From the records below, output exactly the lines running from the line containing "use emporium_core::ProductId;" through the line containing "pub fn item_count(&self)", and no others.

─── Given records

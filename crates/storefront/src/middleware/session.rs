//! Session middleware configuration.
//!
//! Sessions hold the cart and checkout progress. They live in
//! `shop.storefront_session`, created by the `emporium migrate` migrations.

use sqlx::PgPool;
use tower_sessions::{Expiry, SessionManagerLayer};
use tower_sessions_sqlx_store::PostgresStore;

use crate::config::StorefrontConfig;

/// Session cookie name.
pub const SESSION_COOKIE_NAME: &str = "emporium_session";

/// Schema holding the session table.
pub const SESSION_SCHEMA: &str = "shop";

/// Session table name.
pub const SESSION_TABLE: &str = "storefront_session";

/// Session expiry time in seconds (7 days).
const SESSION_EXPIRY_SECONDS: i64 = 7 * 24 * 60 * 60;

/// Create the session layer with `PostgreSQL` store.
///
/// # Errors
///
/// Returns the store's message if the schema or table name is rejected.
pub fn create_session_layer(
    pool: &PgPool,
    config: &StorefrontConfig,
) -> Result<SessionManagerLayer<PostgresStore>, String> {
    let store = PostgresStore::new(pool.clone())
        .with_schema_name(SESSION_SCHEMA)?
        .with_table_name(SESSION_TABLE)?;

    Ok(SessionManagerLayer::new(store)
        .with_name(SESSION_COOKIE_NAME)
        .with_expiry(Expiry::OnInactivity(
            tower_sessions::cookie::time::Duration::seconds(SESSION_EXPIRY_SECONDS),
        ))
        .with_secure(config.is_https())
        .with_same_site(tower_sessions::cookie::SameSite::Lax)
        .with_http_only(true)
        .with_path("/"))
}
//! Session shopping cart.

use serde::{Deserialize, Serialize};

use emporium_core::ProductId;
use emporium_core::pricing::MAX_LINE_QUANTITY;

/// One product in the cart.
#[derive(Debug, Clone, Copy, PartialEq, Eq, Serialize, Deserialize)]
pub struct CartLine {
    pub product_id: ProductId,
    pub quantity: i32,
}

/// The cart kept in the customer's session.
///
/// Quantities are always within `1..=MAX_LINE_QUANTITY`; a product appears
/// at most once.
#[derive(Debug, Clone, Default, PartialEq, Eq, Serialize, Deserialize)]
pub struct Cart {
    lines: Vec<CartLine>,
}

impl Cart {
    #[must_use]
    pub fn lines(&self) -> &[CartLine] {
        &self.lines
    }

    #[must_use]
    pub fn is_empty(&self) -> bool {
        self.lines.is_empty()
    }

    /// Total number of units.
    #[must_use]
    pub fn item_count(&self) -> i32 {
        self.lines.iter().map(|l| l.quantity).sum()
    }

    #[must_use]
    pub fn quantity_of(&self, product_id: ProductId) -> i32 {
        self.lines
            .iter()
            .find(|l| l.product_id == product_id)
            .map_or(0, |l| l.quantity)
    }

    /// Add units of a product. Non-positive quantities count as one.
    pub fn add(&mut self, product_id: ProductId, quantity: i32) {
        let quantity = quantity.max(1);
        match self.lines.iter_mut().find(|l| l.product_id == product_id) {
            Some(line) => line.quantity = line.quantity.saturating_add(quantity).min(MAX_LINE_QUANTITY),
            None => self.lines.push(CartLine {
                product_id,
                quantity: quantity.min(MAX_LINE_QUANTITY),
            }),
        }
    }

    /// Set the quantity of a product. Zero or less removes it.
    pub fn set_quantity(&mut self, product_id: ProductId, quantity: i32) {
        if quantity <= 0 {
            self.remove(product_id);
            return;
        }
        let quantity = quantity.min(MAX_LINE_QUANTITY);
        match self.lines.iter_mut().find(|l| l.product_id == product_id) {
            Some(line) => line.quantity = quantity,
            None => self.lines.push(CartLine {
                product_id,
                quantity,
            }),
        }
    }

    pub fn remove(&mut self, product_id: ProductId) {
        self.lines.retain(|l| l.product_id != product_id);
    }

    /// Drop lines whose product is no longer sold.
    pub fn retain_products(&mut self, keep: impl Fn(ProductId) -> bool) {
        self.lines.retain(|l| keep(l.product_id));
    }

    pub fn clear(&mut self) {
        self.lines.clear();
    }
}

#[cfg(test)]
#[allow(clippy::unwrap_used)]
mod tests {
    use super::*;

    const A: ProductId = ProductId::new(1);
    const B: ProductId = ProductId::new(2);

    #[test]
    fn test_add_merges_lines() {
        let mut cart = Cart::default();
        cart.add(A, 2);
        cart.add(B, 1);
        cart.add(A, 3);
        assert_eq!(cart.lines().len(), 2);
        assert_eq!(cart.quantity_of(A), 5);
        assert_eq!(cart.item_count(), 6);
    }

    #[test]
    fn test_add_clamps_quantity() {
        let mut cart = Cart::default();
        cart.add(A, 0);
        assert_eq!(cart.quantity_of(A), 1);
        cart.add(A, 500);
        assert_eq!(cart.quantity_of(A), MAX_LINE_QUANTITY);
    }

    #[test]
    fn test_set_quantity_zero_removes() {
        let mut cart = Cart::default();
        cart.add(A, 2);
        cart.set_quantity(A, 0);
        assert!(cart.is_empty());

        cart.set_quantity(B, 250);
        assert_eq!(cart.quantity_of(B), MAX_LINE_QUANTITY);
        cart.set_quantity(B, -4);
        assert!(cart.is_empty());
    }

    #[test]
    fn test_retain_products() {
        let mut cart = Cart::default();
        cart.add(A, 1);
        cart.add(B, 1);
        cart.retain_products(|id| id == B);
        assert_eq!(cart.lines(), &[CartLine { product_id: B, quantity: 1 }]);
    }

    #[test]
    fn test_session_round_trip_shape() {
        let mut cart = Cart::default();
        cart.add(A, 2);
        let json = serde_json::to_value(&cart).unwrap();
        assert_eq!(json, serde_json::json!({"lines": [{"product_id": 1, "quantity": 2}]}));
    }
}
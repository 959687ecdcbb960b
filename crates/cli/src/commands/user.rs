//! Back-office user management.

use sqlx::PgPool;
use thiserror::Error;

use emporium_admin::services::{AdminAuthService, AuthError};
use emporium_core::UserRole;
use emporium_db::UserInput;

/// Errors that can occur during user operations.
#[derive(Debug, Error)]
pub enum UserError {
    #[error("A password is required for {0} accounts (pass --password or set EMPORIUM_PASSWORD)")]
    PasswordRequired(UserRole),
    #[error(transparent)]
    Auth(#[from] AuthError),
}

/// Build the account payload, checking a back-office role has a password.
///
/// # Errors
///
/// Returns `UserError::PasswordRequired` for a staff or admin account
/// without one.
pub fn user_input(
    email: String,
    name: String,
    role: UserRole,
    password: Option<String>,
) -> Result<UserInput, UserError> {
    let password = password.filter(|p| !p.is_empty());
    if password.is_none() && role.can_access_admin() {
        return Err(UserError::PasswordRequired(role));
    }
    Ok(UserInput {
        email,
        name,
        role,
        is_active: true,
        password,
    })
}

/// Create a user and log its ID.
///
/// # Errors
///
/// Returns `UserError::Auth` for invalid input, a duplicate email or a
/// database failure.
pub async fn create(
    pool: &PgPool,
    email: String,
    name: String,
    role: UserRole,
    password: Option<String>,
) -> Result<(), UserError> {
    let input = user_input(email, name, role, password)?;
    tracing::info!(email = %input.email, %role, "Creating user");

    let user = AdminAuthService::new(pool).create_user(&input).await?;
    tracing::info!(
        "User created successfully! ID: {}, Email: {}, Role: {}",
        user.id,
        user.email,
        user.role
    );
    Ok(())
}

#[cfg(test)]
#[allow(clippy::unwrap_used)]
mod tests {
    use super::*;

    #[test]
    fn test_back_office_roles_need_a_password() {
        let err = user_input("a@b.org".into(), "A".into(), UserRole::Admin, None).unwrap_err();
        assert!(matches!(err, UserError::PasswordRequired(UserRole::Admin)));

        let err = user_input("a@b.org".into(), "A".into(), UserRole::Staff, Some(String::new()))
            .unwrap_err();
        assert!(err.to_string().contains("EMPORIUM_PASSWORD"));
    }

    #[test]
    fn test_customers_may_skip_the_password() {
        let input = user_input("a@b.org".into(), "A".into(), UserRole::Customer, None).unwrap();
        assert!(input.password.is_none());
        assert!(input.is_active);
    }
}
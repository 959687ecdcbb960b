//! Product endpoints.

use std::collections::BTreeMap;

use axum::{
    Json,
    extract::{Path, State},
};
use chrono::{DateTime, Utc};
use rust_decimal::Decimal;
use serde::Serialize;
use tracing::instrument;

use emporium_core::api::{ApiResponse, Paginated};
use emporium_core::pricing::effective_price;
use emporium_core::{BrandId, CategoryId, DealId, ProductId, StockStatus};
use emporium_db::{CatalogFilter, Deal, DealRepository, InventoryRepository, Product, ProductRepository};

use crate::error::{ApiResult, AppError};
use crate::routes::api::ApiQuery;
use crate::routes::products::cheapest_deals;
use crate::state::AppState;

/// Product in listings.
#[derive(Debug, Serialize)]
pub struct ProductSummary {
    pub id: ProductId,
    pub slug: String,
    pub name: String,
    pub sku: String,
    /// Price the customer pays right now.
    pub price: Decimal,
    pub regular_price: Decimal,
    pub compare_at_price: Option<Decimal>,
    pub on_deal: bool,
    pub image_url: Option<String>,
    pub category_id: Option<CategoryId>,
    pub brand_id: Option<BrandId>,
}

impl ProductSummary {
    fn new(product: &Product, deal: Option<&Deal>, now: DateTime<Utc>) -> Self {
        let price = effective_price(product.price, deal.map(Deal::rule).as_ref(), now);
        Self {
            id: product.id,
            slug: product.slug.clone(),
            name: product.name.clone(),
            sku: product.sku.clone(),
            price,
            regular_price: product.price,
            compare_at_price: product.compare_at_price,
            on_deal: price < product.price,
            image_url: product.image_url.clone(),
            category_id: product.category_id,
            brand_id: product.brand_id,
        }
    }
}

/// Live deal on a product.
#[derive(Debug, Serialize)]
pub struct DealSummary {
    pub id: DealId,
    pub title: String,
    pub deal_price: Decimal,
    pub ends_at: DateTime<Utc>,
    pub remaining: Option<i32>,
}

/// Stock as shown to customers. Exact counts stay private.
#[derive(Debug, Serialize)]
pub struct StockSummary {
    pub status: StockStatus,
    pub label: &'static str,
    pub purchasable: bool,
}

/// Product detail.
#[derive(Debug, Serialize)]
pub struct ProductDetail {
    #[serde(flatten)]
    pub summary: ProductSummary,
    pub description: String,
    pub warranty_months: i32,
    pub attributes: BTreeMap<String, serde_json::Value>,
    pub deal: Option<DealSummary>,
    pub stock: StockSummary,
}

/// Paginated active products, filtered like the listing page.
#[instrument(skip(state))]
pub async fn index(
    State(state): State<AppState>,
    ApiQuery(filter): ApiQuery<CatalogFilter>,
) -> ApiResult<Paginated<ProductSummary>> {
    let pool = state.pool();
    let now = Utc::now();
    let page = ProductRepository::new(pool).list_active(&filter).await?;
    let deals = DealRepository::new(pool).active(now).await?;
    let best = cheapest_deals(&deals);
    let page = page.map(|p| ProductSummary::new(&p, best.get(&p.id).copied(), now));
    Ok(Json(ApiResponse::ok(page)))
}

/// One active product with its effective price and stock status.
#[instrument(skip(state))]
pub async fn show(State(state): State<AppState>, Path(slug): Path<String>) -> ApiResult<ProductDetail> {
    let pool = state.pool();
    let now = Utc::now();
    let product = ProductRepository::new(pool)
        .get_by_slug(&slug)
        .await?
        .filter(Product::is_visible)
        .ok_or_else(|| AppError::NotFound(format!("product {slug}")))?;

    let deal = DealRepository::new(pool)
        .active_for_product(product.id, now)
        .await?;
    let stock = InventoryRepository::new(pool)
        .available_for_product(product.id)
        .await?
        .status();

    let summary = ProductSummary::new(&product, deal.as_ref(), now);
    let deal = deal.filter(|_| summary.on_deal).map(|d| DealSummary {
        remaining: d.rule().remaining(),
        id: d.id,
        title: d.title,
        deal_price: d.deal_price,
        ends_at: d.ends_at,
    });

    Ok(Json(ApiResponse::ok(ProductDetail {
        summary,
        description: product.description,
        warranty_months: product.warranty_months,
        attributes: product.attributes.0,
        deal,
        stock: StockSummary {
            status: stock,
            label: stock.label(),
            purchasable: stock.is_purchasable(),
        },
    })))
}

──────

*Solution to this problem:*
use emporium_core::ProductId;
use emporium_core::pricing::MAX_LINE_QUANTITY;

/// One product in the cart.
#[derive(Debug, Clone, Copy, PartialEq, Eq, Serialize, Deserialize)]
pub struct CartLine {
    pub product_id: ProductId,
    pub quantity: i32,
}

/// The cart kept in the customer's session.
///
/// Quantities are always within `1..=MAX_LINE_QUANTITY`; a product appears
/// at most once.
#[derive(Debug, Clone, Default, PartialEq, Eq, Serialize, Deserialize)]
pub struct Cart {
    lines: Vec<CartLine>,
}

impl Cart {
    #[must_use]
    pub fn lines(&self) -> &[CartLine] {
        &self.lines
    }

    #[must_use]
    pub fn is_empty(&self) -> bool {
        self.lines.is_empty()
    }

    /// Total number of units.
    #[must_use]
    pub fn item_count(&self) -> i32 {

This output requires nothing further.